### RECORDS
================================
// Framework bootstrap for the game server runtime.

use crate::domain::tuning::GameTuning;
use crate::frameworks::config::{self, GameMode};
use crate::interface_adapters::net::{
    create_room_handler, delete_room_handler, spawn_room_serializer, ws_handler,
};
use crate::interface_adapters::state::AppState;
use crate::use_cases::local::run_local_match;
use crate::use_cases::{RoomRegistry, RoomSettings};

use axum::{
    Router,
    routing::{delete, get, post},
};
use std::net::SocketAddr;
use std::{io::Result, sync::Arc};

fn init_runtime() {
    let _ = dotenvy::dotenv();

    let filter = tracing_subscriber::EnvFilter::try_from_default_env()
        .unwrap_or_else(|_| tracing_subscriber::EnvFilter::new("info"));

    let json = matches!(std::env::var("LOG_FORMAT").as_deref(), Ok("json"));
    if json {
        tracing_subscriber::fmt()
            .with_env_filter(filter)
            .with_target(false)
            .json()
            .with_current_span(true)
            .init();
    } else {
        tracing_subscriber::fmt()
            .with_env_filter(filter)
            .with_target(false)
            .compact()
            .init();
    }

    std::panic::set_hook(Box::new(|info| {
        let backtrace = std::backtrace::Backtrace::capture();
        tracing::error!(%info, ?backtrace, "panic");
    }));
}

pub async fn run(listener: tokio::net::TcpListener) -> Result<()> {
    let address = listener.local_addr()?;
    let state = build_state().await?;
    let app = Router::new()
        .route("/ws", get(ws_handler))
        .route("/rooms", post(create_room_handler))
        .route("/rooms/{room_id}", delete(delete_room_handler))
        .with_state(state);

    tracing::info!(%address, "listening");

    // Serve app and report errors rather than panicking
    axum::serve(listener, app).await.inspect_err(|e| {
        tracing::error!(error = %e, "server error");
    })
}

/// Entry point for the binary: reads the environment and runs the selected mode.
pub async fn run_with_config() -> Result<()> {
    init_runtime();

    match config::game_mode() {
        GameMode::Server => {
            let address = SocketAddr::from(([127, 0, 0, 1], config::http_port()));

            // Bind TCP listener with error handling
            let listener = tokio::net::TcpListener::bind(address)
                .await
                .inspect_err(|e| {
                    tracing::error!(%address, error = %e, "failed to bind");
                })?;

            run(listener).await
        }
        GameMode::Local => {
            let winner = run_local_match(
                GameTuning::default(),
                config::TICK_INTERVAL,
                config::local_match_timeout(),
            )
            .await;
            match winner {
                Some(winner) => tracing::info!(?winner, "local match over"),
                None => tracing::warn!("local match timed out without a winner"),
            }
            Ok(())
        }
    }
}

async fn build_state() -> Result<Arc<AppState>> {
    // This owns the set of active room world tasks.
    let room_registry = Arc::new(RoomRegistry::new(RoomSettings {
        input_channel_capacity: config::INPUT_CHANNEL_CAPACITY,
        world_broadcast_capacity: config::WORLD_BROADCAST_CAPACITY,
        tick_interval: config::TICK_INTERVAL,
        tuning: GameTuning::default(),
    }));

    // Keep the default room pinned so it never gets deleted.
    let default_room = room_registry
        .create_room(config::DEFAULT_ROOM_ID.to_string(), true)
        .await
        .map_err(|e| std::io::Error::other(format!("failed to create default room: {e:?}")))?;
    spawn_room_serializer(&default_room);

    Ok(Arc::new(AppState {
        room_registry,
        default_room_id: Arc::from(config::DEFAULT_ROOM_ID),
    }))
}
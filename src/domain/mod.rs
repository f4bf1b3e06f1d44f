// Domain layer: core simulation types and rules.

pub mod engine;
pub mod events;
pub mod state;
pub mod systems;
pub mod tuning;

pub use engine::GameEngine;
pub use events::EngineEvent;
pub use state::{Agent, MatchSnapshot, Phase, Projectile, Team, Winner};
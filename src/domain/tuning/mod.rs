// Gameplay tuning shared by the hosted and local deployment modes.
//
// Keep this separate from runtime/server configuration (tick rates, buffer sizes, etc.).

pub mod bot;
pub mod map;
pub mod player;
pub mod projectile;

pub use bot::BotTuning;
pub use map::MapTuning;
pub use player::PlayerTuning;
pub use projectile::ProjectileTuning;

/// Fixed simulation rate both deployment modes drive `tick` at.
pub const TICK_RATE_HZ: u32 = 60;

/// Agents per team after bots fill the roster.
pub const TEAM_QUOTA: usize = 3;

/// Aggregate tuning handed to a `GameEngine`.
#[derive(Debug, Clone, Copy)]
pub struct GameTuning {
    pub map: MapTuning,
    pub player: PlayerTuning,
    pub projectile: ProjectileTuning,
    pub bot: BotTuning,
    pub team_quota: usize,
}

impl Default for GameTuning {
    fn default() -> Self {
        Self {
            map: MapTuning::default(),
            player: PlayerTuning::default(),
            projectile: ProjectileTuning::default(),
            bot: BotTuning::default(),
            team_quota: TEAM_QUOTA,
        }
    }
}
================================
### PROBLEM TO WORK ON
Please reproduce, exactly as written, the lines of the records from the first line through the one containing "let _ = dotenvy::dotenv();".

### ANSWER AREA
// Framework bootstrap for the game server runtime.

use crate::domain::tuning::GameTuning;
use crate::frameworks::config::{self, GameMode};
use crate::interface_adapters::net::{
    create_room_handler, delete_room_handler, spawn_room_serializer, ws_handler,
};
use crate::interface_adapters::state::AppState;
use crate::use_cases::local::run_local_match;
use crate::use_cases::{RoomRegistry, RoomSettings};

use axum::{
    Router,
    routing::{delete, get, post},
};
use std::net::SocketAddr;
use std::{io::Result, sync::Arc};

fn init_runtime() {
    let _ = dotenvy::dotenv();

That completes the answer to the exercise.